Trouble with unfolding fold in argentium sheet

Hi there, I’m having a blast trying out some of the techniques in
Charles Lewton-Brain’s FoldForming book, but on some of the "thicker"
pieces of Argentium (like .8 mm - how am I doing? trying to use mm -
ha!), I’m having a heck of a time unfolding at the edge of the piece
(so, for example, I did a cuff with diagonal folds, and where the
fold crossed the edge of the cuff, I wasn’t able to completely unfold
the metal).

I have a knife, which I wrestle (sometime tap with my hammer) into
the fold and then I use my mapps gas torch to heat between hammering.
I know that I am getting enough heat on thinner pieces, as I
sometimes fuse them shut (ridiculously annoying).

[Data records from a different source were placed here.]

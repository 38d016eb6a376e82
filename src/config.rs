use serde_json::{Map, Value};
use std::fs;
use std::path::PathBuf;
use thiserror::Error;

/// Key holding the application working directory (string).
pub const WORK_DIRECTORY: &str = "work_directory";
/// Key holding the known blender executables (map path -> version line).
pub const BIN_PATHS: &str = "bin_paths";
/// Key holding the currently selected blender executable (string).
pub const CURRENT_BIN: &str = "current_bin";

#[derive(Debug, Error)]
pub enum ConfigError {
    #[error("IO error: {0}")]
    Io(#[from] std::io::Error),
    #[error("Malformed config file: {0}")]
    Parse(#[from] serde_json::Error),
    #[error("Config file does not contain a JSON object")]
    NotAnObject,
    #[error("Unable to resolve the platform config directory")]
    NoConfigDir,
}

/// Flat key-value store persisted as a single JSON object.
///
/// The backing file is read once at construction and rewritten in full on
/// every `set_variable`. There is no file locking and no atomic rename; the
/// application is single-instance and writes are rare, so last-writer-wins
/// is accepted. External edits to the file are invisible until a new `load`.
#[derive(Debug)]
pub struct ConfigManager {
    file_path: PathBuf,
    variables: Map<String, Value>,
}

impl ConfigManager {
    /// Read the store from `path`. A missing file yields an empty store; a
    /// file whose payload is not a JSON object is a hard error.
    pub fn load(path: impl Into<PathBuf>) -> Result<Self, ConfigError> {
        let file_path = path.into();
        let variables = if file_path.exists() {
            let data = fs::read_to_string(&file_path)?;
            match serde_json::from_str(&data)? {
                Value::Object(map) => map,
                _ => return Err(ConfigError::NotAnObject),
            }
        } else {
            Map::new()
        };

        Ok(Self {
            file_path,
            variables,
        })
    }

    /// Platform-specific default location for the config file. Creates the
    /// parent directory if needed.
    pub fn default_path() -> Result<PathBuf, ConfigError> {
        let dir = dirs::config_dir()
            .ok_or(ConfigError::NoConfigDir)?
            .join("blendqueue");
        fs::create_dir_all(&dir)?;
        Ok(dir.join("config.json"))
    }

    /// Update a key and synchronously flush the whole store to disk.
    pub fn set_variable(
        &mut self,
        key: impl Into<String>,
        value: impl Into<Value>,
    ) -> Result<(), ConfigError> {
        let key = key.into();
        let value = value.into();
        log::debug!("config: set {} = {}", key, value);
        self.variables.insert(key, value);
        self.save()
    }

    pub fn get_variable(&self, key: &str) -> Option<&Value> {
        self.variables.get(key)
    }

    /// Convenience accessor for string-valued keys.
    pub fn get_str(&self, key: &str) -> Option<&str> {
        self.variables.get(key).and_then(Value::as_str)
    }

    pub fn has_variable(&self, key: &str) -> bool {
        self.variables.contains_key(key)
    }

    pub fn file_path(&self) -> &PathBuf {
        &self.file_path
    }

    fn save(&self) -> Result<(), ConfigError> {
        let data = serde_json::to_string_pretty(&Value::Object(self.variables.clone()))?;
        fs::write(&self.file_path, data)?;
        Ok(())
    }
}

Is there a
preferred technique? I’m using a nylon wedge hammer and often whack
my thumb or fingers nicely, yet still leave the edge curled down. I
can see about upload a pic if that would help. Thanks, as always, in
advance for your responses!

Cheers,
Ros Bain

Ros -

My experience is that sometimes you can’t unfold those edges. If
they fuse, you can hammer (metal on anvil) them flat but that still
leaves the mark of the fold.

I have taken to coating the folds in Argentium with a solder-resist
(I use water based white out) to prevent them fusing.

Debby

Debby! You’re brilliant! I have white out on my bench but it never
occurred to me to use it avoid accidentally fusing! Oh my goodness,
you’re just saved me a lot of headache!!

Thank you!
Ros

Hi Ros,

You are seeing why foldforming is generally done on 24 gauge/.5mm or
thinner metal, aren’t you?

When I need to fold form heavier gauges, there are two things I do
to make it easier to open:

1- Don’t confirm the edges all the way closed. Only the fold needs
to be well-confirmed (For those new to fold forming: confirming a
fold is like creasing a fold made in paper. We confirm by hammering
next to the fold, or running it through a rolling mill.)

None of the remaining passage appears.